__Extracted information__
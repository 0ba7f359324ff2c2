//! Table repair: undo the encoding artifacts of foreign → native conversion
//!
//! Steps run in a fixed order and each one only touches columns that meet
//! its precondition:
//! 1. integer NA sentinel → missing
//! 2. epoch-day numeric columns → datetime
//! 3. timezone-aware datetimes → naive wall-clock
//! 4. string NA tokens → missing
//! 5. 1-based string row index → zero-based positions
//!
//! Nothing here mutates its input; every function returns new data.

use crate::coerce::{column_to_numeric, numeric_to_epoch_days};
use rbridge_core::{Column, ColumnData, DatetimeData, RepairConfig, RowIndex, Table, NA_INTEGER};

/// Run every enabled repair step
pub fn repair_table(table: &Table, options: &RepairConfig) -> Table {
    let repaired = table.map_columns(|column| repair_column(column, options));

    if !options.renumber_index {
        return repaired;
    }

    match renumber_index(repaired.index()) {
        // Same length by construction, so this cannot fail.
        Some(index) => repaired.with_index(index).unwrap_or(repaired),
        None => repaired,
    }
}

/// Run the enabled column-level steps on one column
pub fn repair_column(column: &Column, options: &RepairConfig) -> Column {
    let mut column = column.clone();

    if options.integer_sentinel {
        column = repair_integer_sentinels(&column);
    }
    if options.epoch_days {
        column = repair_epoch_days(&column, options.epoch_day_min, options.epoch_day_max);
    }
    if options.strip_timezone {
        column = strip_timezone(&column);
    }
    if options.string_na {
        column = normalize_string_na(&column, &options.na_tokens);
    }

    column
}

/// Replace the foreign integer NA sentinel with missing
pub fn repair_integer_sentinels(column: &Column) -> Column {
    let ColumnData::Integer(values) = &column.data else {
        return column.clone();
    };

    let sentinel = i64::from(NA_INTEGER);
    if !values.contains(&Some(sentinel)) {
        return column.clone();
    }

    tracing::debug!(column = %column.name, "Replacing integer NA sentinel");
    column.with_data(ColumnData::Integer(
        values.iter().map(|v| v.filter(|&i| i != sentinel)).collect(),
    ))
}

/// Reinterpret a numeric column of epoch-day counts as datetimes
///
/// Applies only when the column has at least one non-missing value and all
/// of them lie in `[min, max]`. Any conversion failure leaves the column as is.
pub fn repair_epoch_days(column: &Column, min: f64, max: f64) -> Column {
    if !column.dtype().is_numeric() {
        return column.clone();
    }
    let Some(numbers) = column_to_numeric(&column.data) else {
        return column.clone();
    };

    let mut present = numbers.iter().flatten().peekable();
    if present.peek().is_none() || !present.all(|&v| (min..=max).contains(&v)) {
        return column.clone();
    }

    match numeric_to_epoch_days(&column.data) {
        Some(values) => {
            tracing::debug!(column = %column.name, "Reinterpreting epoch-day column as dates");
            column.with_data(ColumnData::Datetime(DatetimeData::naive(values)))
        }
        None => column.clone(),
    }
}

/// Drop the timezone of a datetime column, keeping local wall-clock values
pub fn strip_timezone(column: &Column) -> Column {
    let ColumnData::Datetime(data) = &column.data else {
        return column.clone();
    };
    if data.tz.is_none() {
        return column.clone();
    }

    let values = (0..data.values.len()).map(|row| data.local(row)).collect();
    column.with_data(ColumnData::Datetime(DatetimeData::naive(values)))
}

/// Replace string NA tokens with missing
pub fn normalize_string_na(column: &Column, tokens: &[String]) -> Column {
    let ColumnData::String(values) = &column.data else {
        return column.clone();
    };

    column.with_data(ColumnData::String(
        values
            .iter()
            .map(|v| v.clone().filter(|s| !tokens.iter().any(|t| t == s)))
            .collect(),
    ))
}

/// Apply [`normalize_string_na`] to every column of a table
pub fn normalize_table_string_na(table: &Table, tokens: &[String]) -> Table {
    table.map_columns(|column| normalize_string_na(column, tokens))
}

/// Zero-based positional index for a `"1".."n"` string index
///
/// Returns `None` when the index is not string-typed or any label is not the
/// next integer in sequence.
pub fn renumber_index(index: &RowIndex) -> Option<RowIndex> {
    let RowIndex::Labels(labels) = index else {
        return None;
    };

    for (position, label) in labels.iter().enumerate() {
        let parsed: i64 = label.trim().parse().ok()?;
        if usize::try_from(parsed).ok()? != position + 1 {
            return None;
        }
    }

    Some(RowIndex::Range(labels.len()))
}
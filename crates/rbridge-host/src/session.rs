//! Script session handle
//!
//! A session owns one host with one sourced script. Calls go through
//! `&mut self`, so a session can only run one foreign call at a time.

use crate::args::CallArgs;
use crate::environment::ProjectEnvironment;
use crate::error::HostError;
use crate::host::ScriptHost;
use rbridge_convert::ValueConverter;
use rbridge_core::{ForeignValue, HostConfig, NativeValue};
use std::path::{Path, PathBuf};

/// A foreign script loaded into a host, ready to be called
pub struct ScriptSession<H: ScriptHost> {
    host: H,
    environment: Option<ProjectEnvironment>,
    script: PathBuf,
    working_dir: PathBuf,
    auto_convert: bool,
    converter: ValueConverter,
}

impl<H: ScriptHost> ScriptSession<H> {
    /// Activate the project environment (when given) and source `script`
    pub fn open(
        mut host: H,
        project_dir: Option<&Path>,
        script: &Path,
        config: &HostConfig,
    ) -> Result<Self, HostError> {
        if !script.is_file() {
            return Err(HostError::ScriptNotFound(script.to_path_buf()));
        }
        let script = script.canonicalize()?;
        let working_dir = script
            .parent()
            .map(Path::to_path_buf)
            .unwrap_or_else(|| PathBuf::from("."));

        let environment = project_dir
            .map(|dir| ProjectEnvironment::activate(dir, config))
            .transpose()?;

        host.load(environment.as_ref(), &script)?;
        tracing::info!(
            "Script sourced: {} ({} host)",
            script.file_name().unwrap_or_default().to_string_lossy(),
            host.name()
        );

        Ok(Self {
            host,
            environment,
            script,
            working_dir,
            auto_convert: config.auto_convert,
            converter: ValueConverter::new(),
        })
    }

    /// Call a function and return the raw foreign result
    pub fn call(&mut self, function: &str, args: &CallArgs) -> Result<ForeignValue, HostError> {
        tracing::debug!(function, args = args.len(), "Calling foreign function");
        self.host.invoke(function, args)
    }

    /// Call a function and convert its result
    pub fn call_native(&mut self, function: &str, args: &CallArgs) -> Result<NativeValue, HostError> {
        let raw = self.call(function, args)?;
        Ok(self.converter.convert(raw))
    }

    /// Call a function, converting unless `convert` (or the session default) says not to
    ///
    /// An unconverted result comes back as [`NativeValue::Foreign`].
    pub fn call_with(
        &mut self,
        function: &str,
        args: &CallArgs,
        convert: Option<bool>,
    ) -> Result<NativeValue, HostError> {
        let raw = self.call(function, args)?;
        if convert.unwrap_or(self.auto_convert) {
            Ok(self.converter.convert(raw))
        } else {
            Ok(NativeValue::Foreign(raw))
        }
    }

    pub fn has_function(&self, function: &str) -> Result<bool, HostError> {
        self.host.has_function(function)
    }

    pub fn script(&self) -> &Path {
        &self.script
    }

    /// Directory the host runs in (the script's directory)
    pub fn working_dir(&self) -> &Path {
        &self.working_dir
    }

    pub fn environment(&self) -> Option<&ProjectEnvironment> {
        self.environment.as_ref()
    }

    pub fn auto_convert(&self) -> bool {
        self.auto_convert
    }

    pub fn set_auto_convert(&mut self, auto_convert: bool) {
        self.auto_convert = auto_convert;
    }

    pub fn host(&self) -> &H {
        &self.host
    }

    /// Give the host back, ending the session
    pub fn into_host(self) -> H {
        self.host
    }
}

__Task to complete__
Retype each entry exactly, missing none.

__Response box__
repository 0ba7f359324ff2c2
//! Table repair: undo the encoding artifacts of foreign → native conversion
//!
//! Steps run in a fixed order and each one only touches columns that meet
//! its precondition:
//! 1. integer NA sentinel → missing
//! 2. epoch-day numeric columns → datetime
//! 3. timezone-aware datetimes → naive wall-clock
//! 4. string NA tokens → missing
//! 5. 1-based string row index → zero-based positions
//!
//! Nothing here mutates its input; every function returns new data.

use crate::coerce::{column_to_numeric, numeric_to_epoch_days};
use rbridge_core::{Column, ColumnData, DatetimeData, RepairConfig, RowIndex, Table, NA_INTEGER};

/// Run every enabled repair step
pub fn repair_table(table: &Table, options: &RepairConfig) -> Table {
    let repaired = table.map_columns(|column| repair_column(column, options));

    if !options.renumber_index {
        return repaired;
    }

    match renumber_index(repaired.index()) {
        // Same length by construction, so this cannot fail.
        Some(index) => repaired.with_index(index).unwrap_or(repaired),
        None => repaired,
    }
}

/// Run the enabled column-level steps on one column
pub fn repair_column(column: &Column, options: &RepairConfig) -> Column {
    let mut column = column.clone();

    if options.integer_sentinel {
        column = repair_integer_sentinels(&column);
    }
    if options.epoch_days {
        column = repair_epoch_days(&column, options.epoch_day_min, options.epoch_day_max);
    }
    if options.strip_timezone {
        column = strip_timezone(&column);
    }
    if options.string_na {
        column = normalize_string_na(&column, &options.na_tokens);
    }

    column
}

/// Replace the foreign integer NA sentinel with missing
pub fn repair_integer_sentinels(column: &Column) -> Column {
    let ColumnData::Integer(values) = &column.data else {
        return column.clone();
    };

    let sentinel = i64::from(NA_INTEGER);
    if !values.contains(&Some(sentinel)) {
        return column.clone();
    }

    tracing::debug!(column = %column.name, "Replacing integer NA sentinel");
    column.with_data(ColumnData::Integer(
        values.iter().map(|v| v.filter(|&i| i != sentinel)).collect(),
    ))
}

/// Reinterpret a numeric column of epoch-day counts as datetimes
///
/// Applies only when the column has at least one non-missing value and all
/// of them lie in `[min, max]`. Any conversion failure leaves the column as is.
pub fn repair_epoch_days(column: &Column, min: f64, max: f64) -> Column {
    if !column.dtype().is_numeric() {
        return column.clone();
    }
    let Some(numbers) = column_to_numeric(&column.data) else {
        return column.clone();
    };

    let mut present = numbers.iter().flatten().peekable();
    if present.peek().is_none() || !present.all(|&v| (min..=max).contains(&v)) {
        return column.clone();
    }

    match numeric_to_epoch_days(&column.data) {
        Some(values) => {
            tracing::debug!(column = %column.name, "Reinterpreting epoch-day column as dates");
            column.with_data(ColumnData::Datetime(DatetimeData::naive(values)))
        }
        None => column.clone(),
    }
}

/// Drop the timezone of a datetime column, keeping local wall-clock values
pub fn strip_timezone(column: &Column) -> Column {
    let ColumnData::Datetime(data) = &column.data else {
        return column.clone();
    };
    if data.tz.is_none() {
        return column.clone();
    }

    let values = (0..data.values.len()).map(|row| data.local(row)).collect();
    column.with_data(ColumnData::Datetime(DatetimeData::naive(values)))
}

/// Replace string NA tokens with missing
pub fn normalize_string_na(column: &Column, tokens: &[String]) -> Column {
    let ColumnData::String(values) = &column.data else {
        return column.clone();
    };

    column.with_data(ColumnData::String(
        values
            .iter()
            .map(|v| v.clone().filter(|s| !tokens.iter().any(|t| t == s)))
            .collect(),
    ))
}

/// Apply [`normalize_string_na`] to every column of a table
pub fn normalize_table_string_na(table: &Table, tokens: &[String]) -> Table {
    table.map_columns(|column| normalize_string_na(column, tokens))
}

/// Zero-based positional index for a `"1".."n"` string index
///
/// Returns `None` when the index is not string-typed or any label is not the
/// next integer in sequence.
pub fn renumber_index(index: &RowIndex) -> Option<RowIndex> {
    let RowIndex::Labels(labels) = index else {
        return None;
    };

    for (position, label) in labels.iter().enumerate() {
        let parsed: i64 = label.trim().parse().ok()?;
        if usize::try_from(parsed).ok()? != position + 1 {
            return None;
        }
    }

    Some(RowIndex::Range(labels.len()))
}
filename crates/rbridge-host/src/session.rs
//! Script session handle
//!
//! A session owns one host with one sourced script. Calls go through
//! `&mut self`, so a session can only run one foreign call at a time.

use crate::args::CallArgs;
use crate::environment::ProjectEnvironment;
use crate::error::HostError;
use crate::host::ScriptHost;
use rbridge_convert::ValueConverter;
use rbridge_core::{ForeignValue, HostConfig, NativeValue};
use std::path::{Path, PathBuf};

/// A foreign script loaded into a host, ready to be called
pub struct ScriptSession<H: ScriptHost> {
    host: H,
    environment: Option<ProjectEnvironment>,
    script: PathBuf,
    working_dir: PathBuf,
    auto_convert: bool,
    converter: ValueConverter,
}

impl<H: ScriptHost> ScriptSession<H> {
    /// Activate the project environment (when given) and source `script`
    pub fn open(
        mut host: H,
        project_dir: Option<&Path>,
        script: &Path,
        config: &HostConfig,
    ) -> Result<Self, HostError> {
        if !script.is_file() {
            return Err(HostError::ScriptNotFound(script.to_path_buf()));
        }
        let script = script.canonicalize()?;
        let working_dir = script
            .parent()
            .map(Path::to_path_buf)
            .unwrap_or_else(|| PathBuf::from("."));

        let environment = project_dir
            .map(|dir| ProjectEnvironment::activate(dir, config))
            .transpose()?;

        host.load(environment.as_ref(), &script)?;
        tracing::info!(
            "Script sourced: {} ({} host)",
            script.file_name().unwrap_or_default().to_string_lossy(),
            host.name()
        );

        Ok(Self {
            host,
            environment,
            script,
            working_dir,
            auto_convert: config.auto_convert,
            converter: ValueConverter::new(),
        })
    }

    /// Call a function and return the raw foreign result
    pub fn call(&mut self, function: &str, args: &CallArgs) -> Result<ForeignValue, HostError> {
        tracing::debug!(function, args = args.len(), "Calling foreign function");
        self.host.invoke(function, args)
    }

    /// Call a function and convert its result
    pub fn call_native(&mut self, function: &str, args: &CallArgs) -> Result<NativeValue, HostError> {
        let raw = self.call(function, args)?;
        Ok(self.converter.convert(raw))
    }

    /// Call a function, converting unless `convert` (or the session default) says not to
    ///
    /// An unconverted result comes back as [`NativeValue::Foreign`].
    pub fn call_with(
        &mut self,
        function: &str,
        args: &CallArgs,
        convert: Option<bool>,
    ) -> Result<NativeValue, HostError> {
        let raw = self.call(function, args)?;
        if convert.unwrap_or(self.auto_convert) {
            Ok(self.converter.convert(raw))
        } else {
            Ok(NativeValue::Foreign(raw))
        }
    }

    pub fn has_function(&self, function: &str) -> Result<bool, HostError> {
        self.host.has_function(function)
    }

    pub fn script(&self) -> &Path {
        &self.script
    }

    /// Directory the host runs in (the script's directory)
    pub fn working_dir(&self) -> &Path {
        &self.working_dir
    }

    pub fn environment(&self) -> Option<&ProjectEnvironment> {
        self.environment.as_ref()
    }

    pub fn auto_convert(&self) -> bool {
        self.auto_convert
    }

    pub fn set_auto_convert(&mut self, auto_convert: bool) {
        self.auto_convert = auto_convert;
    }

    pub fn host(&self) -> &H {
        &self.host
    }

    /// Give the host back, ending the session
    pub fn into_host(self) -> H {
        self.host
    }
}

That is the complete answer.